Under COPPA, websites directed to children under 13 are required to obtain parental consent prior to the collection of personal information – including an email address or a first and last name – from children under 13. There are certain exceptions to this requirement, including the so-called “one-time use” exception, which permits websites directed to children to collect an email address to respond once to a child’s specific request, provided that the website deletes that email address after doing so. The FTC had taken the position that an e-card – which typically permits a child to send a message to a friend’s email account – fell under this exception. Thus, no parental consent was required.
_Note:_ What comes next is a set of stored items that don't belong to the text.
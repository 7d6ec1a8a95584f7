//! Unified error types for the dockcheck workspace.
//!
//! The variants follow the failure classes a verification run can hit:
//! transient failures never reach this type directly (the retry engine
//! absorbs them), while exhaustion, provisioning, submission, assertion
//! and verification failures are all fatal to the run.

use std::path::PathBuf;
use std::time::Duration;

use thiserror::Error;

/// Boxed error used to carry the last underlying cause of a failure.
pub type BoxError = Box<dyn std::error::Error + Send + Sync + 'static>;

/// Top-level error type shared across the workspace.
#[derive(Debug, Error)]
pub enum HarnessError {
    /// An I/O operation failed.
    #[error("I/O error at {path}: {source}")]
    Io {
        /// Path where the I/O error occurred.
        path: PathBuf,
        /// Underlying I/O error.
        source: std::io::Error,
    },

    /// A configuration value is invalid.
    #[error("invalid configuration: {message}")]
    Config {
        /// Description of the invalid configuration.
        message: String,
    },

    /// A configuration file could not be parsed.
    #[error("failed to parse configuration {path}: {source}")]
    ConfigParse {
        /// File that failed to parse.
        path: PathBuf,
        /// Underlying YAML error.
        source: serde_yaml::Error,
    },

    /// A required resource was not found.
    #[error("{kind} not found: {id}")]
    NotFound {
        /// Type of the missing resource.
        kind: &'static str,
        /// Identifier of the missing resource.
        id: String,
    },

    /// The container runtime refused to create, start, stop or remove a resource.
    #[error("provisioning failed for {target}: {message}")]
    Provisioning {
        /// The resource being provisioned (e.g. `server`, `worker host-1`).
        target: String,
        /// Runtime-provided failure description.
        message: String,
    },

    /// A readiness probe consumed its whole attempt budget.
    #[error("{probe} not ready after {attempts} attempt(s) over {elapsed:.1?}: {last}")]
    Exhaustion {
        /// Name of the probe that gave up.
        probe: String,
        /// Number of attempts made.
        attempts: u32,
        /// Wall-clock time spent retrying.
        elapsed: Duration,
        /// The last observed failure.
        #[source]
        last: BoxError,
    },

    /// A readiness probe saw a failure that retrying cannot change.
    #[error("{probe} hit a terminal failure after {attempts} attempt(s) over {elapsed:.1?}: {last}")]
    TerminalFailure {
        /// Name of the probe that stopped.
        probe: String,
        /// Number of attempts made.
        attempts: u32,
        /// Wall-clock time spent retrying.
        elapsed: Duration,
        /// The terminal failure.
        #[source]
        last: BoxError,
    },

    /// A management API call returned a non-success status.
    #[error("{operation} rejected with HTTP {status}: {body}")]
    Submission {
        /// The management operation that failed.
        operation: String,
        /// HTTP status code returned by the server.
        status: u16,
        /// Response body, for diagnostics.
        body: String,
    },

    /// Observed state does not match expected state.
    #[error("assertion failed for {what}: expected {expected}, got {actual}")]
    Assertion {
        /// The property being asserted.
        what: String,
        /// Expected value.
        expected: String,
        /// Observed value.
        actual: String,
    },

    /// A worker's unit of work did not reach the passed state.
    #[error("verification failed on worker {worker}: {source}")]
    Verification {
        /// Hostname label of the worker.
        worker: String,
        /// Underlying failure.
        #[source]
        source: Box<HarnessError>,
    },

    /// The run was cancelled or overran its deadline.
    #[error("run aborted at {stage}: {reason}")]
    Aborted {
        /// Stage being entered, or the probe that was waiting.
        stage: String,
        /// Why the run stopped.
        reason: String,
    },

    /// An HTTP request could not be completed.
    #[error("request to {url} failed: {message}")]
    Http {
        /// Target URL.
        url: String,
        /// Transport-level failure description.
        message: String,
    },

    /// An HTTP request completed with an unexpected status code.
    #[error("unexpected HTTP {status} from {url}")]
    UnexpectedStatus {
        /// Target URL.
        url: String,
        /// Returned status code.
        status: u16,
    },

    /// Serialization or deserialization failed.
    #[error("serialization error: {source}")]
    Serialization {
        /// Underlying serialization error.
        #[from]
        source: serde_json::Error,
    },
}

impl HarnessError {
    /// Shorthand for a [`HarnessError::Provisioning`] error.
    pub fn provisioning(target: impl Into<String>, message: impl Into<String>) -> Self {
        Self::Provisioning {
            target: target.into(),
            message: message.into(),
        }
    }

    /// Shorthand for a [`HarnessError::Assertion`] error.
    pub fn assertion(
        what: impl Into<String>,
        expected: impl std::fmt::Display,
        actual: impl std::fmt::Display,
    ) -> Self {
        Self::Assertion {
            what: what.into(),
            expected: expected.to_string(),
            actual: actual.to_string(),
        }
    }
}

/// Convenience alias used throughout the workspace.
pub type Result<T> = std::result::Result<T, HarnessError>;

#[cfg(test)]
mod tests {
    use super::*;

    #[test]
    fn exhaustion_message_reports_attempts_and_cause() {
        let err = HarnessError::Exhaustion {
            probe: "endpoint-up".into(),
            attempts: 3,
            elapsed: Duration::from_millis(1500),
            last: "connection refused".into(),
        };
        let msg = err.to_string();
        assert!(msg.contains("endpoint-up"));
        assert!(msg.contains("3 attempt(s)"));
        assert!(msg.contains("connection refused"));
    }

    #[test]
    fn assertion_message_reports_expected_and_actual() {
        let err = HarnessError::assertion("exposed ports", "[8153/tcp]", "[]");
        assert_eq!(
            err.to_string(),
            "assertion failed for exposed ports: expected [8153/tcp], got []"
        );
    }

    #[test]
    fn verification_keeps_source_chain() {
        let inner = HarnessError::provisioning("worker host-0", "no such image");
        let err = HarnessError::Verification {
            worker: "host-0".into(),
            source: Box::new(inner),
        };
        let source = std::error::Error::source(&err).expect("source present");
        assert!(source.to_string().contains("no such image"));
    }
}
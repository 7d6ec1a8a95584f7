//! End-to-end tests for the verification workflow.
//!
//! Every run goes through the real state machine against an in-memory
//! container runtime and a scripted management API:
//! 1. Happy paths (no workers, one worker, eight workers)
//! 2. Readiness exhaustion and per-worker verification failures
//! 3. Idempotent submission and dispatch
//! 4. Provisioning failures, cancellation, and guaranteed teardown

#![allow(clippy::expect_used, clippy::unwrap_used)]

use std::time::Duration;

use dockcheck_common::config::{BudgetSpec, HarnessConfig, ProbeBudgets};
use dockcheck_common::constants::{ENV_REGISTER_HOSTNAME, ENV_SERVER_URL};
use dockcheck_common::error::{HarnessError, Result};
use dockcheck_harness::stage::{CancelToken, Stage};
use dockcheck_harness::workflow::{RunFailure, RunReport, Workflow};
use dockcheck_probe::fake::{Method, ScriptedHttp};
use dockcheck_probe::http::{HttpClient, HttpResponse};
use dockcheck_runtime::fake::{FakeRuntime, RuntimeCall};

const AGENTS: &str = "/go/api/agents";
const PIPELINES: &str = "/go/api/admin/pipelines";
const UNPAUSE: &str = "/go/api/pipelines/new_pipeline/unpause";
const SCHEDULE: &str = "/go/api/pipelines/new_pipeline/schedule";

fn config() -> HarnessConfig {
    HarnessConfig {
        budgets: ProbeBudgets {
            endpoint_up: BudgetSpec::fixed(3, Duration::ZERO),
            node_count: BudgetSpec::fixed(3, Duration::ZERO),
            terminal_state: BudgetSpec::fixed(5, Duration::ZERO),
        },
        ..HarnessConfig::default()
    }
}

fn runtime(workers: usize) -> FakeRuntime {
    (0..workers).fold(
        FakeRuntime::new().with_image("sha256:server", "gocd/gocd-server:v17.3.0"),
        |rt, i| {
            rt.with_image(
                &format!("sha256:agent{i}"),
                &format!("gocd/gocd-agent-{i}:v17.3.0"),
            )
        },
    )
}

fn stage(counter: usize) -> String {
    format!("/go/api/stages/new_pipeline/stage1/instance/{counter}/1")
}

fn agents_body(n: usize) -> String {
    let agents: Vec<String> = (0..n)
        .map(|i| format!(r#"{{"hostname":"host-{i}","resources":["foo{i}"]}}"#))
        .collect();
    format!(r#"{{"_embedded":{{"agents":[{}]}}}}"#, agents.join(","))
}

/// A server that is up, accepts the pipeline, and registers one more worker
/// each time the agent list is read.
fn healthy_server(workers: usize) -> ScriptedHttp {
    let mut http = ScriptedHttp::new()
        .on_get("/go", 200, "<html/>")
        .on_post(PIPELINES, 200, "{}")
        .on_post(UNPAUSE, 200, "")
        .on_post(SCHEDULE, 202, "");
    for n in 1..=workers.max(1) {
        http = http.on_get(AGENTS, 200, &agents_body(n));
    }
    http
}

fn passes(http: ScriptedHttp, counters: std::ops::RangeInclusive<usize>) -> ScriptedHttp {
    counters.fold(http, |h, c| h.on_get(&stage(c), 200, r#"{"result":"Passed"}"#))
}

fn run(
    rt: &FakeRuntime,
    http: &dyn HttpClient,
    config: &HarnessConfig,
) -> std::result::Result<RunReport, Box<RunFailure>> {
    let workflow = Workflow::new(rt, http, config).expect("valid config");
    let plan = workflow.plan().expect("server image present");
    workflow.run(plan)
}

fn removed_ids(rt: &FakeRuntime) -> Vec<String> {
    rt.calls()
        .into_iter()
        .filter_map(|c| match c {
            RuntimeCall::Remove(id) => Some(id.to_string()),
            _ => None,
        })
        .collect()
}

// ── Happy paths ──────────────────────────────────────────────────────

#[test]
fn server_without_workers_passes_first_instance() {
    let rt = runtime(0);
    let http = ScriptedHttp::new()
        .on_get("/go", 200, "")
        .on_post(PIPELINES, 200, "{}")
        .on_post(UNPAUSE, 200, "")
        .on_post(SCHEDULE, 202, "")
        .on_get(&stage(1), 404, "")
        .on_get(&stage(1), 200, r#"{"result":"Unknown"}"#)
        .on_get(&stage(1), 200, r#"{"result":"Passed"}"#);

    let report = run(&rt, &http, &config()).expect("run should pass");

    assert_eq!(report.worker_count, 0);
    assert!(report.verified_workers.is_empty());
    assert_eq!(
        report.stages,
        vec![
            Stage::ProvisionServer,
            Stage::AwaitServerReady,
            Stage::ProvisionWorkers,
            Stage::SubmitWork,
            Stage::Dispatch(0),
            Stage::AwaitCompletion(0),
            Stage::Teardown,
        ]
    );
    assert_eq!(http.count(Method::Get, &stage(1)), 3);
    assert_eq!(report.teardown.removed, vec!["server"]);
    assert_eq!(report.teardown.staged_dirs_removed, 1);
    assert!(rt.live_containers().is_empty());
}

#[test]
fn node_count_tracks_discovered_workers() {
    for n in [1, 8] {
        let rt = runtime(n);
        let http = passes(healthy_server(n), 1..=n);

        let report = run(&rt, &http, &config()).expect("run should pass");

        assert_eq!(report.worker_count, n);
        assert_eq!(report.verified_workers.len(), n);
        assert_eq!(report.verified_workers[n - 1], format!("host-{}", n - 1));
        // One registration check per activation, each satisfied at once.
        assert_eq!(http.count(Method::Get, AGENTS), n);
        assert!(rt.live_containers().is_empty());
    }
}

#[test]
fn workers_are_pointed_at_the_server() {
    let rt = runtime(2);
    let http = passes(healthy_server(2), 1..=2);
    run(&rt, &http, &config()).expect("run should pass");

    let containers = rt.containers();
    let server_url = "https://172.17.0.2:8154/go";
    for (i, worker) in containers[1..].iter().enumerate() {
        assert_eq!(worker.spec.env.get(ENV_SERVER_URL), Some(server_url));
        let hostname = format!("host-{i}");
        assert_eq!(worker.spec.env.get(ENV_REGISTER_HOSTNAME), Some(hostname.as_str()));
        let role = worker.spec.labels.get("dockcheck.role");
        assert_eq!(role.map(String::as_str), Some("worker"));
    }
}

#[test]
fn workers_are_activated_one_at_a_time() {
    let rt = runtime(2);
    let http = passes(healthy_server(2), 1..=2);
    run(&rt, &http, &config()).expect("run should pass");

    let ids: Vec<_> = rt.containers().iter().map(|c| c.id.clone()).collect();
    let calls = rt.calls();
    let position = |call: &RuntimeCall| calls.iter().position(|c| c == call).unwrap();
    let first_retired = position(&RuntimeCall::Remove(ids[1].clone()));
    let second_started = position(&RuntimeCall::Start(ids[2].clone()));
    assert!(first_retired < second_started);
}

// ── Failures ─────────────────────────────────────────────────────────

#[test]
fn unreachable_server_never_provisions_workers() {
    let rt = runtime(2);
    let http = ScriptedHttp::new().refuse_get("/go");

    let failure = run(&rt, &http, &config()).expect_err("run should fail");

    assert_eq!(failure.stage, Stage::AwaitServerReady);
    assert!(matches!(
        failure.error,
        HarnessError::Exhaustion { ref probe, attempts: 3, .. } if probe == "endpoint-up"
    ));
    assert!(!failure.report.stages.contains(&Stage::ProvisionWorkers));
    assert_eq!(rt.containers().len(), 1);
    assert_eq!(failure.report.teardown.removed, vec!["server"]);
    assert!(rt.live_containers().is_empty());
}

#[test]
fn second_of_three_workers_failing_is_attributed_and_cleaned_up() {
    let rt = runtime(3);
    let http = passes(healthy_server(3), 1..=1)
        .on_get(&stage(2), 200, r#"{"result":"Unknown"}"#);

    let failure = run(&rt, &http, &config()).expect_err("run should fail");

    assert_eq!(failure.stage, Stage::AwaitCompletion(1));
    match &failure.error {
        HarnessError::Verification { worker, source } => {
            assert_eq!(worker, "host-1");
            assert!(matches!(**source, HarnessError::Exhaustion { attempts: 5, .. }));
        }
        other => panic!("unexpected error: {other}"),
    }
    assert_eq!(failure.report.verified_workers, vec!["host-0"]);

    // host-0 was retired before host-1 started; host-2 never started.
    let started: Vec<_> = rt.started_images().iter().map(|i| i.to_string()).collect();
    assert_eq!(started, vec!["sha256:server", "sha256:agent0", "sha256:agent1"]);
    assert_eq!(failure.report.teardown.removed, vec!["host-2", "host-1", "server"]);
    assert!(rt.live_containers().is_empty());
}

#[test]
fn failed_stage_stops_early_with_fail_fast() {
    let rt = runtime(1);
    let http = healthy_server(1).on_get(&stage(1), 200, r#"{"result":"Failed"}"#);

    let failure = run(&rt, &http, &config()).expect_err("run should fail");

    match &failure.error {
        HarnessError::Verification { source, .. } => {
            assert!(matches!(**source, HarnessError::TerminalFailure { attempts: 1, .. }));
            assert!(source.to_string().contains("terminal failure"));
        }
        other => panic!("unexpected error: {other}"),
    }
    assert_eq!(http.count(Method::Get, &stage(1)), 1);
    assert!(rt.live_containers().is_empty());
}

#[test]
fn failed_stage_is_polled_to_exhaustion_without_fail_fast() {
    let rt = runtime(1);
    let http = healthy_server(1).on_get(&stage(1), 200, r#"{"result":"Failed"}"#);
    let config = HarnessConfig {
        fail_fast: false,
        ..config()
    };

    let failure = run(&rt, &http, &config).expect_err("run should fail");

    assert!(failure.error.to_string().contains("5 attempt(s)"));
    assert_eq!(http.count(Method::Get, &stage(1)), 5);
}

#[test]
fn unregistered_worker_fails_activation() {
    let rt = runtime(1);
    let http = passes(
        ScriptedHttp::new()
            .on_get("/go", 200, "")
            .on_post(PIPELINES, 200, "{}")
            .on_get(AGENTS, 200, &agents_body(0)),
        1..=1,
    );

    let failure = run(&rt, &http, &config()).expect_err("run should fail");

    assert_eq!(failure.stage, Stage::Activate(0));
    assert!(failure.error.to_string().contains("0 of 1 workers registered"));
    assert_eq!(http.count(Method::Post, SCHEDULE), 0);
    assert!(rt.live_containers().is_empty());
}

#[test]
fn rejected_submission_is_fatal() {
    let rt = runtime(1);
    let http = ScriptedHttp::new()
        .on_get("/go", 200, "")
        .on_post(PIPELINES, 500, "boom");

    let failure = run(&rt, &http, &config()).expect_err("run should fail");

    assert_eq!(failure.stage, Stage::SubmitWork);
    assert!(matches!(failure.error, HarnessError::Submission { status: 500, .. }));
    assert!(rt.started_images().iter().all(|i| i.as_str() == "sha256:server"));
    assert!(rt.live_containers().is_empty());
}

#[test]
fn rejected_worker_create_tears_down_earlier_containers() {
    let rt = runtime(3).fail_create("agent1");
    let http = healthy_server(3);

    let failure = run(&rt, &http, &config()).expect_err("run should fail");

    assert_eq!(failure.stage, Stage::ProvisionWorkers);
    assert!(matches!(
        failure.error,
        HarnessError::Provisioning { ref target, .. } if target == "worker host-1"
    ));
    assert_eq!(failure.report.teardown.removed, vec!["host-0", "server"]);
    assert!(rt.live_containers().is_empty());
}

// ── Idempotence ──────────────────────────────────────────────────────

#[test]
fn resubmitting_and_redispatching_is_tolerated() {
    let rt = runtime(2);
    let http = ScriptedHttp::new()
        .on_get("/go", 200, "")
        .on_post(
            PIPELINES,
            422,
            r#"{"message":"Failed to add pipeline. The pipeline 'new_pipeline' already exists."}"#,
        )
        .on_post(UNPAUSE, 409, "already unpaused")
        .on_post(SCHEDULE, 202, "")
        .on_post(SCHEDULE, 409, "already scheduled")
        .on_get(AGENTS, 200, &agents_body(1))
        .on_get(AGENTS, 200, &agents_body(2));
    let http = passes(http, 1..=2);

    let report = run(&rt, &http, &config()).expect("duplicates are not orchestration errors");

    assert_eq!(report.verified_workers, vec!["host-0", "host-1"]);
    assert_eq!(http.count(Method::Post, UNPAUSE), 2);
    assert_eq!(http.count(Method::Post, SCHEDULE), 2);
}

// ── Deadline ─────────────────────────────────────────────────────────

#[test]
fn deadline_cuts_a_long_wait_short() {
    let rt = runtime(1);
    let http = ScriptedHttp::new().refuse_get("/go");
    let config = HarnessConfig {
        deadline_secs: Some(1),
        budgets: ProbeBudgets {
            endpoint_up: BudgetSpec::fixed(20, Duration::from_millis(100)),
            ..config().budgets
        },
        ..config()
    };

    let started = std::time::Instant::now();
    let failure = run(&rt, &http, &config).expect_err("run should abort");

    assert!(started.elapsed() < Duration::from_millis(1500));
    assert_eq!(failure.stage, Stage::AwaitServerReady);
    match &failure.error {
        HarnessError::Aborted { stage, reason } => {
            assert_eq!(stage, "AWAIT_SERVER_READY");
            assert!(reason.starts_with("endpoint-up: deadline reached"));
        }
        other => panic!("unexpected error: {other}"),
    }
    assert!(http.count(Method::Get, "/go") < 20);
    assert_eq!(failure.report.stages.last(), Some(&Stage::Teardown));
    assert_eq!(failure.report.teardown.removed, vec!["server"]);
    assert!(rt.live_containers().is_empty());
}

// ── Cancellation ─────────────────────────────────────────────────────

/// Cancels the run as soon as the unit of work has been submitted.
struct CancelOnSubmit {
    inner: ScriptedHttp,
    token: CancelToken,
}

impl HttpClient for CancelOnSubmit {
    fn get(&self, url: &str, headers: &[(&str, &str)]) -> Result<HttpResponse> {
        self.inner.get(url, headers)
    }

    fn post(
        &self,
        url: &str,
        body: Option<&serde_json::Value>,
        headers: &[(&str, &str)],
    ) -> Result<HttpResponse> {
        let response = self.inner.post(url, body, headers);
        if url.ends_with(PIPELINES) {
            self.token.cancel();
        }
        response
    }
}

#[test]
fn cancellation_aborts_at_next_boundary_and_tears_down() {
    let rt = runtime(2);
    let token = CancelToken::new();
    let http = CancelOnSubmit {
        inner: passes(healthy_server(2), 1..=2),
        token: token.clone(),
    };
    let config = config();
    let workflow = Workflow::new(&rt, &http, &config)
        .expect("valid config")
        .with_cancel(token);
    let plan = workflow.plan().expect("server image present");

    let failure = workflow.run(plan).expect_err("run should abort");

    assert_eq!(failure.stage, Stage::SubmitWork);
    assert!(matches!(
        failure.error,
        HarnessError::Aborted { ref stage, ref reason }
            if stage == "ACTIVATE[0]" && reason == "cancelled"
    ));
    assert_eq!(failure.report.stages.last(), Some(&Stage::Teardown));
    assert_eq!(removed_ids(&rt).len(), 3);
    assert!(rt.live_containers().is_empty());
    assert!(rt.started_images().iter().all(|i| i.as_str() == "sha256:server"));
}

#[test]
fn cancelled_before_start_creates_nothing() {
    let rt = runtime(1);
    let http = healthy_server(1);
    let token = CancelToken::new();
    token.cancel();
    let config = config();
    let workflow = Workflow::new(&rt, &http, &config)
        .expect("valid config")
        .with_cancel(token);
    let plan = workflow.plan().expect("server image present");

    let failure = workflow.run(plan).expect_err("run should abort");

    assert!(matches!(failure.error, HarnessError::Aborted { .. }));
    assert_eq!(failure.report.stages, vec![Stage::Teardown]);
    assert!(rt.containers().is_empty());
}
At the end of last year, however, the FTC amended its “Frequently Asked Questions about the Children’s Online Privacy Protection Rule,” available at, and specifically noted in response to the FAQ concerning e-cards (FAQ 44) that “where an operator’s e-card or forward-to-a-friend system discloses the sender’s email address or first and last name in the message, the operator must obtain verifiable parental consent before such collection and disclosure.” Accordingly, operators of websites directed to children must now comply with COPPA’s verifiable parental consent provisions before permitting children under 13 to send e-cards that disclose their email addresses or full names.